[Collection entries]
++++++

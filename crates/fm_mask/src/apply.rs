use core::any::{Any, TypeId};

use fm_utils::hash::HashSet;

use crate::descriptor::TypeDescriptor;
use crate::path::split_by_top_level;
use crate::{MaskError, ZeroCache};

/// Identities of the records already processed by one apply call.
///
/// A record is identified by its address together with its type, so a
/// record stored at the start of its parent is not taken for the parent.
pub type VisitedSet = HashSet<(usize, TypeId)>;

impl TypeDescriptor {
    /// Masks `value` in place, keeping the fields named by `paths` and
    /// resetting the others to their zero value.
    ///
    /// `value` must be the record this descriptor was built for. A record
    /// whose identity is already in `visited` is left alone.
    ///
    /// For each field in declaration order:
    /// - if the field leads to a record and some path continues through its
    ///   key, the nested record is masked with the remaining segments;
    /// - else if its key is given as a bare path, the field is kept;
    /// - else the field is reset. A path that continues through a leaf field
    ///   therefore resets that field.
    pub fn apply(
        &self,
        value: &mut dyn Any,
        paths: &[&str],
        zeros: &ZeroCache,
        visited: &mut VisitedSet,
    ) -> Result<(), MaskError> {
        let address = core::ptr::from_mut(&mut *value).cast::<()>().addr();
        if !visited.insert((address, self.type_id())) {
            return Ok(());
        }

        let split = split_by_top_level(paths);

        for field in self.fields() {
            if let Some(child) = field.child()
                && let Some(suffixes) = split.suffixes(field.key())
            {
                field
                    .descend(&mut *value, &mut |nested: &mut dyn Any| {
                        child.apply(nested, suffixes, zeros, visited)
                    })
                    .map_err(|err| MaskError::field(field.name(), err))?;
                continue;
            }

            if !split.keeps(field.key()) {
                field
                    .reset(&mut *value, zeros)
                    .map_err(|err| MaskError::field(field.name(), err))?;
            }
        }

        Ok(())
    }
}

#[cfg(test)]
mod tests {
    use alloc::boxed::Box;
    use alloc::string::{String, ToString};
    use alloc::sync::Arc;
    use alloc::vec;
    use alloc::vec::Vec;
    use std::sync::Mutex;

    use crate::derive::Masked;
    use crate::{FieldMask, MaskError, MaskRegistry, Record};

    #[derive(Masked, Debug, Clone, Default, PartialEq)]
    pub struct Profile {
        pub age: u32,
        pub bio: String,
    }

    #[derive(Masked, Debug, Clone, Default, PartialEq)]
    pub struct Manager {
        pub name: String,
        pub level: u8,
    }

    #[derive(Masked, Debug, Clone, Default, PartialEq)]
    pub struct User {
        pub name: String,
        pub age: u32,
        pub bio: String,
        pub profile: Profile,
        pub manager: Option<Box<Manager>>,
        pub history: Vec<Profile>,
    }

    fn apply<T: Record>(value: &mut T, paths: &[&str]) -> Result<(), MaskError> {
        MaskRegistry::new().apply(&FieldMask::new(paths.iter().copied()), value)
    }

    fn sample() -> User {
        User {
            name: "John".to_string(),
            age: 30,
            bio: "x".to_string(),
            profile: Profile {
                age: 30,
                bio: "Developer".to_string(),
            },
            manager: Some(Box::new(Manager {
                name: "Ann".to_string(),
                level: 3,
            })),
            history: vec![Profile::default()],
        }
    }

    #[test]
    fn keep_top_level_field() {
        let mut user = sample();
        apply(&mut user, &["name"]).unwrap();
        assert_eq!(
            user,
            User {
                name: "John".to_string(),
                ..User::default()
            }
        );
    }

    #[test]
    fn keep_nested_field() {
        let mut user = sample();
        apply(&mut user, &["profile.age"]).unwrap();
        assert_eq!(user.name, "");
        assert_eq!(user.age, 0);
        assert_eq!(
            user.profile,
            Profile {
                age: 30,
                bio: String::new()
            }
        );
        assert_eq!(user.manager, None);
        assert!(user.history.is_empty());
    }

    #[test]
    fn whole_nested_record_is_kept() {
        let mut user = sample();
        apply(&mut user, &["profile", "manager"]).unwrap();
        assert_eq!(user.profile, sample().profile);
        assert_eq!(user.manager, sample().manager);
        assert_eq!(user.name, "");
    }

    #[test]
    fn descend_wins_over_keep() {
        let mut user = sample();
        apply(&mut user, &["profile", "profile.age"]).unwrap();
        assert_eq!(user.profile.age, 30);
        assert_eq!(user.profile.bio, "");
    }

    #[test]
    fn path_through_leaf_resets_it() {
        let mut user = sample();
        apply(&mut user, &["name.first", "history.age", "age"]).unwrap();
        assert_eq!(user.name, "");
        assert!(user.history.is_empty());
        assert_eq!(user.age, 30);
    }

    #[test]
    fn optional_pointer() {
        let mut user = sample();
        apply(&mut user, &["manager.name"]).unwrap();
        assert_eq!(
            user.manager.as_deref(),
            Some(&Manager {
                name: "Ann".to_string(),
                level: 0
            })
        );

        let mut user = User {
            manager: None,
            ..sample()
        };
        apply(&mut user, &["manager.name"]).unwrap();
        assert_eq!(user.manager, None);
    }

    #[test]
    fn empty_mask_is_identity() {
        let mut user = sample();
        apply(&mut user, &[]).unwrap();
        assert_eq!(user, sample());

        apply(&mut user, &["", "  "]).unwrap();
        assert_eq!(user, sample());
    }

    #[test]
    fn idempotent() {
        let masks: [&[&str]; 3] = [&["name"], &["profile.bio", "manager"], &["age", "profile"]];
        for paths in masks {
            let mut once = sample();
            apply(&mut once, paths).unwrap();
            let mut twice = once.clone();
            apply(&mut twice, paths).unwrap();
            assert_eq!(once, twice, "{paths:?}");
        }
    }

    #[test]
    fn subset_of_mask() {
        let wide = ["name", "profile", "manager.level"];
        let narrow = ["name", "profile.age"];

        let mut both = sample();
        apply(&mut both, &wide).unwrap();
        apply(&mut both, &narrow).unwrap();

        let mut direct = sample();
        apply(&mut direct, &narrow).unwrap();

        assert_eq!(both, direct);
    }

    #[test]
    fn kept_fields_unchanged_others_zeroed() {
        let original = sample();
        let mut user = sample();
        apply(&mut user, &["bio", "profile.bio", "manager.level"]).unwrap();

        assert_eq!(user.bio, original.bio);
        assert_eq!(user.profile.bio, original.profile.bio);
        assert_eq!(user.manager.as_ref().map(|m| m.level), Some(3));

        assert_eq!(user.name, String::default());
        assert_eq!(user.age, u32::default());
        assert_eq!(user.profile.age, u32::default());
        assert_eq!(user.manager.as_ref().map(|m| m.name.as_str()), Some(""));
        assert_eq!(user.history, Vec::<Profile>::default());
    }

    #[test]
    fn no_paths_clear_all_fields() {
        let registry = MaskRegistry::new();
        let descriptor = registry.descriptor::<User>().unwrap();
        let mut visited = crate::VisitedSet::default();

        let mut user = sample();
        descriptor
            .apply(&mut user, &[], registry.zeros(), &mut visited)
            .unwrap();
        assert_eq!(user, User::default());
    }

    #[derive(Masked, Debug, Default, PartialEq)]
    pub struct Counter {
        pub a: u32,
        pub b: u32,
    }

    #[derive(Masked, Default)]
    pub struct Pair {
        pub left: Arc<Mutex<Counter>>,
        pub right: Arc<Mutex<Counter>>,
    }

    #[test]
    fn shared_instance_visited_once() {
        let shared = Arc::new(Mutex::new(Counter { a: 1, b: 2 }));
        let mut pair = Pair {
            left: Arc::clone(&shared),
            right: Arc::clone(&shared),
        };

        apply(&mut pair, &["left.a", "right.b"]).unwrap();

        assert!(Arc::ptr_eq(&pair.left, &pair.right));
        assert_eq!(*shared.lock().unwrap(), Counter { a: 1, b: 0 });
    }

    #[derive(Masked, Default)]
    pub struct Holder {
        pub owned: Arc<Profile>,
        pub tag: String,
    }

    #[test]
    fn shared_arc_is_left_alone() {
        let profile = Arc::new(Profile {
            age: 5,
            bio: "kept".to_string(),
        });
        let mut holder = Holder {
            owned: Arc::clone(&profile),
            tag: "t".to_string(),
        };

        apply(&mut holder, &["owned.age"]).unwrap();
        assert_eq!(holder.owned.bio, "kept");
        assert_eq!(holder.tag, "");

        drop(profile);
        apply(&mut holder, &["owned.age"]).unwrap();
        assert_eq!(*holder.owned, Profile { age: 5, bio: String::new() });
    }

    #[test]
    fn wrong_value_type() {
        let registry = MaskRegistry::new();
        let descriptor = registry.descriptor::<Profile>().unwrap();
        let mut visited = crate::VisitedSet::default();

        let err = descriptor
            .apply(&mut 5_u32, &["bio"], registry.zeros(), &mut visited)
            .unwrap_err();
        assert!(err.is_unexpected_kind());
        assert_eq!(err.field_path().as_deref(), Some("age"));
    }
}
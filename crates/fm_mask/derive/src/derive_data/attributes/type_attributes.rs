use proc_macro2::Span;
use syn::{Attribute, LitStr};

use super::serde_compat;
use crate::utils::RenameRule;
use crate::{MASK_ATTRIBUTE_NAME, SERDE_ATTRIBUTE_NAME};

/// Container attributes.
///
/// - `#[mask(rename_all = "camelCase")]`
/// - `#[mask(leaf)]`: treat the type as an opaque value.
/// - `#[mask(auto_register)]`
/// - `#[serde(rename_all = "..")]`, honoured when `mask` gives none.
#[derive(Default, Debug)]
pub(crate) struct TypeAttributes {
    pub rename_all: Option<RenameRule>,
    pub serde_rename_all: Option<RenameRule>,
    pub leaf: Option<Span>,
    pub auto_register: Option<Span>,
}

impl TypeAttributes {
    pub(crate) fn parse_attrs(attrs: &[Attribute]) -> syn::Result<Self> {
        let mut this = Self::default();
        for attr in attrs {
            if attr.path().is_ident(MASK_ATTRIBUTE_NAME) {
                this.parse_mask(attr)?;
            } else if attr.path().is_ident(SERDE_ATTRIBUTE_NAME) {
                this.parse_serde(attr)?;
            }
        }
        Ok(this)
    }

    fn parse_mask(&mut self, attr: &Attribute) -> syn::Result<()> {
        attr.parse_nested_meta(|meta| {
            if meta.path.is_ident("rename_all") {
                if self.rename_all.is_some() {
                    return Err(meta.error("duplicate `rename_all`"));
                }
                let lit: LitStr = meta.value()?.parse()?;
                self.rename_all = Some(RenameRule::from_lit(&lit)?);
            } else if meta.path.is_ident("leaf") {
                self.leaf = Some(meta.path.require_ident()?.span());
            } else if meta.path.is_ident("auto_register") {
                self.auto_register = Some(meta.path.require_ident()?.span());
            } else {
                return Err(meta.error(
                    "unknown container attribute, expected `rename_all`, `leaf` or `auto_register`",
                ));
            }
            Ok(())
        })
    }

    fn parse_serde(&mut self, attr: &Attribute) -> syn::Result<()> {
        attr.parse_nested_meta(|meta| {
            if meta.path.is_ident("rename_all") {
                if let Some(lit) = serde_compat::serialize_name(&meta)? {
                    self.serde_rename_all = Some(RenameRule::from_lit(&lit)?);
                }
            } else {
                serde_compat::skip_value(&meta)?;
            }
            Ok(())
        })
    }

    /// The rule applied to field names without an explicit key.
    #[inline]
    pub(crate) fn rename_rule(&self) -> Option<RenameRule> {
        self.rename_all.or(self.serde_rename_all)
    }
}
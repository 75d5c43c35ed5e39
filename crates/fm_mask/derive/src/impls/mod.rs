//! Code generators for `#[derive(Masked)]`.

// -----------------------------------------------------------------------------
// Modules

mod auto_register;
mod leaf_kind;
mod record_kind;

// -----------------------------------------------------------------------------
// Internal API

pub(crate) use auto_register::get_auto_register_impl;
pub(crate) use leaf_kind::impl_leaf;
pub(crate) use record_kind::impl_record;
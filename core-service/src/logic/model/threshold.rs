//! Decision Threshold
//!
//! Turns the classifier's phishing probability into a verdict, a 0-100
//! risk score and a rounded confidence.

use serde::{Deserialize, Serialize};

use super::verdict::Prediction;

/// Default cutoff. Below the 0.5 midpoint on purpose: a missed phishing
/// page costs more than a false warning.
pub const DEFAULT_THRESHOLD: f64 = 0.25;

/// Threshold Configuration
#[derive(Debug, Clone, Copy, PartialEq, Serialize, Deserialize)]
pub struct ThresholdConfig {
    /// Probability at or above which a URL is labeled phishing
    pub threshold: f64,
}

impl Default for ThresholdConfig {
    fn default() -> Self {
        Self {
            threshold: DEFAULT_THRESHOLD,
        }
    }
}

impl ThresholdConfig {
    /// Accepts thresholds in (0, 1]; anything else yields `None`
    pub fn new(threshold: f64) -> Option<Self> {
        (threshold > 0.0 && threshold <= 1.0).then_some(Self { threshold })
    }

    /// `Phishing` iff `probability >= threshold`
    pub fn decide(&self, probability: f64) -> Prediction {
        if probability >= self.threshold {
            Prediction::Phishing
        } else {
            Prediction::Legitimate
        }
    }
}

/// `floor(probability * 100)`, clamped to 0-100
pub fn risk_score(probability: f64) -> u8 {
    (probability * 100.0).floor().clamp(0.0, 100.0) as u8
}

/// Probability rounded to three decimals
pub fn round_confidence(probability: f64) -> f64 {
    (probability * 1000.0).round() / 1000.0
}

++++++

What to do
Starting at the first line of the entries above, please extract each line up to and including the line with "return Ok(());", unchanged, and add nothing.

Your response
filename crates/fm_mask/src/apply.rs
use core::any::{Any, TypeId};

use fm_utils::hash::HashSet;

use crate::descriptor::TypeDescriptor;
use crate::path::split_by_top_level;
use crate::{MaskError, ZeroCache};

/// Identities of the records already processed by one apply call.
///
/// A record is identified by its address together with its type, so a
/// record stored at the start of its parent is not taken for the parent.
pub type VisitedSet = HashSet<(usize, TypeId)>;

impl TypeDescriptor {
    /// Masks `value` in place, keeping the fields named by `paths` and
    /// resetting the others to their zero value.
    ///
    /// `value` must be the record this descriptor was built for. A record
    /// whose identity is already in `visited` is left alone.
    ///
    /// For each field in declaration order:
    /// - if the field leads to a record and some path continues through its
    ///   key, the nested record is masked with the remaining segments;
    /// - else if its key is given as a bare path, the field is kept;
    /// - else the field is reset. A path that continues through a leaf field
    ///   therefore resets that field.
    pub fn apply(
        &self,
        value: &mut dyn Any,
        paths: &[&str],
        zeros: &ZeroCache,
        visited: &mut VisitedSet,
    ) -> Result<(), MaskError> {
        let address = core::ptr::from_mut(&mut *value).cast::<()>().addr();
        if !visited.insert((address, self.type_id())) {
            return Ok(());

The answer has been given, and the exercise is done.